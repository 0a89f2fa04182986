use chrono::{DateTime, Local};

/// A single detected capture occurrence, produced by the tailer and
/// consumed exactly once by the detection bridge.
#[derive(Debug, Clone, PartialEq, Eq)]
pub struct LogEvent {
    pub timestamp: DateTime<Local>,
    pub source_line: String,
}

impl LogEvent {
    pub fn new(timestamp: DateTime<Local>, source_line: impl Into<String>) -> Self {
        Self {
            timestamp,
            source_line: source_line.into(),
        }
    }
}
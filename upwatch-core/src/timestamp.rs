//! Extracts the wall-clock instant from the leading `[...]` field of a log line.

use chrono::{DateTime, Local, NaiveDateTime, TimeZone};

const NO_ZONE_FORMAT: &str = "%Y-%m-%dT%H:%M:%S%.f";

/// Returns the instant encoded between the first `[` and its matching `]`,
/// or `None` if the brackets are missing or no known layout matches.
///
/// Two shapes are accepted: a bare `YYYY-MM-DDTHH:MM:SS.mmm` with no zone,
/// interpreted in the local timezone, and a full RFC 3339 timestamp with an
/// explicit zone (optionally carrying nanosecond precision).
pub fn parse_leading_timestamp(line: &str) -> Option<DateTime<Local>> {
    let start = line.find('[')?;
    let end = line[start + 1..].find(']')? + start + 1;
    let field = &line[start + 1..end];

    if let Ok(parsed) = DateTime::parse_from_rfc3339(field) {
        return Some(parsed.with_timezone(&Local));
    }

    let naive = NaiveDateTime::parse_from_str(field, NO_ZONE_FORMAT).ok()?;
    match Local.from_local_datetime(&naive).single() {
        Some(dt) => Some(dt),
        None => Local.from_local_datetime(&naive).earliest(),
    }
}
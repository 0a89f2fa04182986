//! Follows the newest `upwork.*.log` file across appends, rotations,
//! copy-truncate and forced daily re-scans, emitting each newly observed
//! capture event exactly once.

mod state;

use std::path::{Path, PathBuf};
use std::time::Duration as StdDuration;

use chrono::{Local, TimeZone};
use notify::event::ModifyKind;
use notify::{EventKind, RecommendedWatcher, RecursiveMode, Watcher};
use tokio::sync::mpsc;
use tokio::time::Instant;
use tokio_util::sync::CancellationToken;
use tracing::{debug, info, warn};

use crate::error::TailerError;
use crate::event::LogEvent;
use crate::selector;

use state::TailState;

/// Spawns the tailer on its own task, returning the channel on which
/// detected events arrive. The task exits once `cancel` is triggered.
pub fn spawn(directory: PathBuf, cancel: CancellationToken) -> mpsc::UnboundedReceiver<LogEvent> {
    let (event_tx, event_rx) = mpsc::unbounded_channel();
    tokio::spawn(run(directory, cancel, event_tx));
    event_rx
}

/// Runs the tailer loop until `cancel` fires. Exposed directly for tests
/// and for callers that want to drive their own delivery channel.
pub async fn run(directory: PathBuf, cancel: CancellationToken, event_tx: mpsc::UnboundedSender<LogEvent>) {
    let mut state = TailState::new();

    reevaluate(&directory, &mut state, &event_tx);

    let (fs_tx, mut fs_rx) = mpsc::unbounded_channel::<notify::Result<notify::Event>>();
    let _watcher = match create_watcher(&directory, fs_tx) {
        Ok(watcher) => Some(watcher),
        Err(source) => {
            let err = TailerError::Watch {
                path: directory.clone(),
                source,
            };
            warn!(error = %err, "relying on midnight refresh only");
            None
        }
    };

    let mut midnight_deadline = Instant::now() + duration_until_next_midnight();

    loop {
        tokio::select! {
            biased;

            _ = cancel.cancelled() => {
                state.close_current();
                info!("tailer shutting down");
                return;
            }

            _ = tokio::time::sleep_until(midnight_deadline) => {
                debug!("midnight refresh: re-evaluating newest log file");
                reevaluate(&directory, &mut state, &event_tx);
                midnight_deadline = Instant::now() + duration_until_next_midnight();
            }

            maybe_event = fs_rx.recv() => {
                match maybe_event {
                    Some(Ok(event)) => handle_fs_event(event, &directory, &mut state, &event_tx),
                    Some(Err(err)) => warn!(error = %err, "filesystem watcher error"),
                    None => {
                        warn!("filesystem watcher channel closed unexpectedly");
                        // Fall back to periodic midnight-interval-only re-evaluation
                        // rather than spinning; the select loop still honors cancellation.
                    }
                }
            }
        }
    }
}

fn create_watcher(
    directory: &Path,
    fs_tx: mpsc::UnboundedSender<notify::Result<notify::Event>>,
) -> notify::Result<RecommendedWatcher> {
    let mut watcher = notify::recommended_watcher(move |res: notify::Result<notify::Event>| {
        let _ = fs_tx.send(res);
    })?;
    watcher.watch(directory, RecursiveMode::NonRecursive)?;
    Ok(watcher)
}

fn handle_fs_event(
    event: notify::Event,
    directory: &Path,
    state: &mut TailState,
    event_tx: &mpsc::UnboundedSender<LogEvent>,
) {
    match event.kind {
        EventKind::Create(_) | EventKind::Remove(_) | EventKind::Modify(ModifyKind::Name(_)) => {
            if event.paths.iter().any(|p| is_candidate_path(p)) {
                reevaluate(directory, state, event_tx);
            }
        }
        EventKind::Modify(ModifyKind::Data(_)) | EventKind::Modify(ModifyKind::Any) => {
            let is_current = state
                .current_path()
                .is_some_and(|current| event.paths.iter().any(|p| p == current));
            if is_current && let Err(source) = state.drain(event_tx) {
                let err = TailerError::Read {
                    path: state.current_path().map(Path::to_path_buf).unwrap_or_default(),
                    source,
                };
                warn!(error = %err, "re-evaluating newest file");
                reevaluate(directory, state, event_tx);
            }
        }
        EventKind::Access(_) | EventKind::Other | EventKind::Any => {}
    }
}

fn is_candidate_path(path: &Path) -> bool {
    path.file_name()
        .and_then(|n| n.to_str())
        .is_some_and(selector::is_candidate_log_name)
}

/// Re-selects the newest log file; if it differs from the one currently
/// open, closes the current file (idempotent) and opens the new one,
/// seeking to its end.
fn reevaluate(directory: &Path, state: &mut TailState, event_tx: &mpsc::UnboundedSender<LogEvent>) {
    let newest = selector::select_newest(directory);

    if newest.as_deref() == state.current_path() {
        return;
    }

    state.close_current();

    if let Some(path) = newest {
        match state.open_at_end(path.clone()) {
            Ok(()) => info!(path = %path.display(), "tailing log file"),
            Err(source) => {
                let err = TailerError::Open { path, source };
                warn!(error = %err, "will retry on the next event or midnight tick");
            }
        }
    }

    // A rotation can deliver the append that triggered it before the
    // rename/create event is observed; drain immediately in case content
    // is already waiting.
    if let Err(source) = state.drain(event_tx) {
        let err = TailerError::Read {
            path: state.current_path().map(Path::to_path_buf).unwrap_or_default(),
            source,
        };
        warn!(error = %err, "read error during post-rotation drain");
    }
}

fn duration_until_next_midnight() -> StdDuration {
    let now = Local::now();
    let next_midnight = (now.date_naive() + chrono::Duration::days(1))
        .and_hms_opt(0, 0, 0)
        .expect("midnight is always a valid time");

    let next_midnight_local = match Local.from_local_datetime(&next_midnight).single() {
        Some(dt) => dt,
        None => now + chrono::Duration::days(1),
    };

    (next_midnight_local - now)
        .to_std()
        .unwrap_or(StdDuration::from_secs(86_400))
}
============================================================
— Assignment —
The answer should consist of the lines from the first line of the entries through the line with "let start = line.find('[')?;", copied exactly.

— Answer box —
repository 0a89f2fa04182986
use chrono::{DateTime, Local};

/// A single detected capture occurrence, produced by the tailer and
/// consumed exactly once by the detection bridge.
#[derive(Debug, Clone, PartialEq, Eq)]
pub struct LogEvent {
    pub timestamp: DateTime<Local>,
    pub source_line: String,
}

impl LogEvent {
    pub fn new(timestamp: DateTime<Local>, source_line: impl Into<String>) -> Self {
        Self {
            timestamp,
            source_line: source_line.into(),
        }
    }
}
filename upwatch-core/src/timestamp.rs
//! Extracts the wall-clock instant from the leading `[...]` field of a log line.

use chrono::{DateTime, Local, NaiveDateTime, TimeZone};

const NO_ZONE_FORMAT: &str = "%Y-%m-%dT%H:%M:%S%.f";

/// Returns the instant encoded between the first `[` and its matching `]`,
/// or `None` if the brackets are missing or no known layout matches.
///
/// Two shapes are accepted: a bare `YYYY-MM-DDTHH:MM:SS.mmm` with no zone,
/// interpreted in the local timezone, and a full RFC 3339 timestamp with an
/// explicit zone (optionally carrying nanosecond precision).
pub fn parse_leading_timestamp(line: &str) -> Option<DateTime<Local>> {
    let start = line.find('[')?;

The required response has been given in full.